Sinto claramente que sou um esboço. (I, 38)

Meu primeiro amor foi a arquitetura, e tanto a arquitetura dos navios quanto a dos edifícios terrestres. A formação do espaço segundo os sólidos, a imaginação das estruturas, das alturas sustentadas, a arte de criar uma passagem ou um lençol de pedras, a de passar de uma fachada de uma construção para outra, a embriaguez da tectônica, das relações sensíveis... tudo me possuiu. O pitoresco, em primeiro lugar -depois livrei-me dele para amar o orgânico.
Ainda não sei expressar corretamente o que eu amava nas construções. Parece-me que eu encontrava confusamente nelas e idéia de atos nobres, -de mecanismos- de movimentos sobre-humanos que penetraram no real. Os materiais estiveram em movimento até uma certa posição em que se incomodaram. Nada me toca mais do que o domínio e a arbitrariedade e até o abuso de poder quando esta liberdade é imposta a algo que não é livre, quando o penetra e se mede a suas leis.
A arte da edificação era, para mim, um pensamento caro e excitante. Sentia-me bem ao imaginá-la. Foi a partir desta satisfação que imaginei o homem, a árvore e o cavalo. (I, 81)

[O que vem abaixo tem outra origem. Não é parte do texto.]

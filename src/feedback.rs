//! Feedback submission: delivery attempt, mail draft fallback, and the
//! local backup list.

use std::fmt;

use chrono::{SecondsFormat, Utc};
use gloo_net::http::Request;
use serde::{Deserialize, Serialize};
use web_sys::js_sys;

use crate::config;

/// One feedback form submission, as persisted and as POSTed.
#[derive(Serialize, Deserialize, Clone, PartialEq, Debug)]
pub struct FeedbackRecord {
    pub name: String,
    pub email: String,
    pub category: String,
    pub message: String,
    pub timestamp: String,
}

impl FeedbackRecord {
    /// Build a record from raw field values, stamped with the current UTC
    /// time. Text fields are trimmed; an unset category becomes "general".
    pub fn from_fields(name: &str, email: &str, category: &str, message: &str) -> Self {
        let category = if category.is_empty() { "general" } else { category };
        Self {
            name: name.trim().to_string(),
            email: email.trim().to_string(),
            category: category.to_string(),
            message: message.trim().to_string(),
            timestamp: Utc::now().to_rfc3339_opts(SecondsFormat::Millis, true),
        }
    }

    pub fn mail_subject(&self) -> String {
        format!("Feedback: {} - {}", self.category, self.name)
    }

    pub fn mail_body(&self) -> String {
        format!(
            "Name: {}\nEmail: {}\nCategory: {}\n\n{}",
            self.name, self.email, self.category, self.message
        )
    }
}

#[derive(Debug)]
pub enum DeliveryError {
    /// No endpoint is configured; the expected state until a backend lands.
    NoEndpoint,
    Request(gloo_net::Error),
    Status(u16),
}

impl fmt::Display for DeliveryError {
    fn fmt(&self, f: &mut fmt::Formatter<'_>) -> fmt::Result {
        match self {
            DeliveryError::NoEndpoint => write!(f, "no feedback endpoint configured"),
            DeliveryError::Request(e) => write!(f, "request failed: {}", e),
            DeliveryError::Status(code) => write!(f, "server responded with status {}", code),
        }
    }
}

/// POST the record to the configured endpoint, if any.
pub async fn deliver(record: &FeedbackRecord) -> Result<(), DeliveryError> {
    let Some(endpoint) = config::feedback_endpoint() else {
        gloo_console::log!("No feedback endpoint configured, using mailto fallback");
        return Err(DeliveryError::NoEndpoint);
    };
    let response = Request::post(endpoint)
        .json(record)
        .map_err(DeliveryError::Request)?
        .send()
        .await
        .map_err(DeliveryError::Request)?;
    if response.ok() {
        Ok(())
    } else {
        Err(DeliveryError::Status(response.status()))
    }
}

/// Hand a pre-filled mail draft off to the platform's mail handler.
pub fn open_mail_draft(record: &FeedbackRecord) {
    let subject = String::from(js_sys::encode_uri_component(&record.mail_subject()));
    let body = String::from(js_sys::encode_uri_component(&record.mail_body()));
    let uri = format!(
        "mailto:{}?subject={}&body={}",
        config::FEEDBACK_EMAIL,
        subject,
        body
    );
    if let Some(window) = web_sys::window() {
        if let Err(e) = window.location().set_href(&uri) {
            log::error!("Failed to open mail draft: {:?}", e);
        }
    }
}

/// Parse a stored submission list. Anything unreadable is discarded rather
/// than blocking the append.
pub fn decode_submissions(raw: Option<&str>) -> Vec<FeedbackRecord> {
    let Some(raw) = raw else {
        return Vec::new();
    };
    serde_json::from_str(raw).unwrap_or_else(|e| {
        log::warn!("Discarding unreadable feedback history: {}", e);
        Vec::new()
    })
}

/// Append the record to the persisted submission list.
///
/// Plain read-modify-write on one localStorage key; two tabs submitting at
/// once can drop one record (last write wins).
pub fn append_submission(record: FeedbackRecord) {
    let Some(storage) = web_sys::window().and_then(|w| w.local_storage().ok()).flatten() else {
        return;
    };
    let raw = storage.get_item(config::FEEDBACK_STORAGE_KEY).ok().flatten();
    let mut submissions = decode_submissions(raw.as_deref());
    submissions.push(record);
    match serde_json::to_string(&submissions) {
        Ok(json) => {
            if let Err(e) = storage.set_item(config::FEEDBACK_STORAGE_KEY, &json) {
                log::error!("Failed to persist feedback submission: {:?}", e);
            }
        }
        Err(e) => log::error!("Failed to encode feedback submissions: {}", e),
    }
}

#[cfg(test)]
mod tests {
    use super::*;

    fn record() -> FeedbackRecord {
        FeedbackRecord::from_fields("Ana", "ana@x.com", "general", "Hello there!!")
    }

    #[test]
    fn from_fields_trims_and_stamps() {
        let r = FeedbackRecord::from_fields("  Ana  ", " ana@x.com ", "bug", "  Hello there!!  ");
        assert_eq!(r.name, "Ana");
        assert_eq!(r.email, "ana@x.com");
        assert_eq!(r.category, "bug");
        assert_eq!(r.message, "Hello there!!");
        assert!(chrono::DateTime::parse_from_rfc3339(&r.timestamp).is_ok());
    }

    #[test]
    fn empty_category_defaults_to_general() {
        let r = FeedbackRecord::from_fields("Ana", "ana@x.com", "", "Hello there!!");
        assert_eq!(r.category, "general");
    }

    #[test]
    fn mail_subject_and_body_formatting() {
        let r = record();
        assert_eq!(r.mail_subject(), "Feedback: general - Ana");
        assert_eq!(
            r.mail_body(),
            "Name: Ana\nEmail: ana@x.com\nCategory: general\n\nHello there!!"
        );
    }

    #[test]
    fn decode_handles_missing_and_corrupt_payloads() {
        assert!(decode_submissions(None).is_empty());
        assert!(decode_submissions(Some("not json")).is_empty());
        assert!(decode_submissions(Some("[]")).is_empty());
    }

    #[test]
    fn submissions_round_trip_through_json() {
        let list = vec![record(), record()];
        let json = serde_json::to_string(&list).unwrap();
        let decoded = decode_submissions(Some(&json));
        assert_eq!(decoded, list);
    }
}
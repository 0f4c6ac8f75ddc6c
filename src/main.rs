mod animation;
mod components;
mod config;
mod feedback;
mod pages;
mod validation;

use yew::prelude::*;
use yew_router::prelude::*;

use crate::pages::landing::Landing;

#[derive(Clone, Routable, PartialEq)]
pub enum Route {
    #[at("/")]
    Home,
    #[not_found]
    #[at("/404")]
    NotFound,
}

fn switch(route: Route) -> Html {
    match route {
        Route::Home => html! { <Landing /> },
        Route::NotFound => html! {
            <div class="not-found">
                <h1>{"404"}</h1>
                <p>{"This page does not exist."}</p>
                <a href="/">{"Back to the front page"}</a>
            </div>
        },
    }
}

#[function_component(App)]
fn app() -> Html {
    html! {
        <BrowserRouter>
            <Switch<Route> render={switch} />
        </BrowserRouter>
    }
}

fn main() {
    wasm_logger::init(wasm_logger::Config::default());
    yew::Renderer::<App>::new().render();
}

Pensador! Nome ridículo -É contudo possível encontrar um homem que não seja filósofo ou poeta, que não possa ser definido pelo objeto de seu pensamento, ou pela busca de um resultado externo, livro, doutrina, ciência, verdade... mas que seja pensador como se é bailarino, e que usa sua mente como este usa seus músculos e nervos; que, percebendo suas imagens e sua espera, suas linguagens e seus possíveis, suas escutas, suas independências, suas imprecisões, suas clarezas, -diferencie, preveja, explicite ou deixe de lado, se entregue ou recuse- circunscreva, desenhe, possua e perca a si mesmo... não tanto artista do conhecimento quanto artista de si, que ele prefere a todo conhecimento; sendo ele (o conhecimento) nada mais do que o ato particular que ele (o pensador) pode, afinal, tornar sempre mais refinado, mais verdadeiro, mais elegante, mais espantoso, mais universal ou mais singular - etc. (I, 334)

Se os grandes jogadores de bridge ou de xadrez soubessem!
Se soubessem que seus dons e seus talentos tão especiais e que por vezes os tornam tão comuns quanto aos outros usos da mente poderiam, com uma leve e superficial modificação de suas máquinas mentais, produzir na ordem das Letras ou da filosofia obras extraordinárias!...
Existem muito mais combinações consequentes em suas mentes do que nas de quase todos os autores; e apenas uma diferença de convenções, num caso muito explícitas e arbitrárias, no outro vagas e aparentemente exigidas por condições reais, -separam sua atividade da nossa.
Uma obra do espírito é uma partida jogada entre alguém e um desconhecido -que se faz de morto enquanto a obra é fabricada e o autor joga em seu lugar. Mas esse morto ressuscita -e acontece o contrário. O autor se faz de morto por sua vez -e às vezes morre. (I, 373)

O homem só vê, ouve, toca a si mesmo. A física só pode ser antropomórfica. (I, 503)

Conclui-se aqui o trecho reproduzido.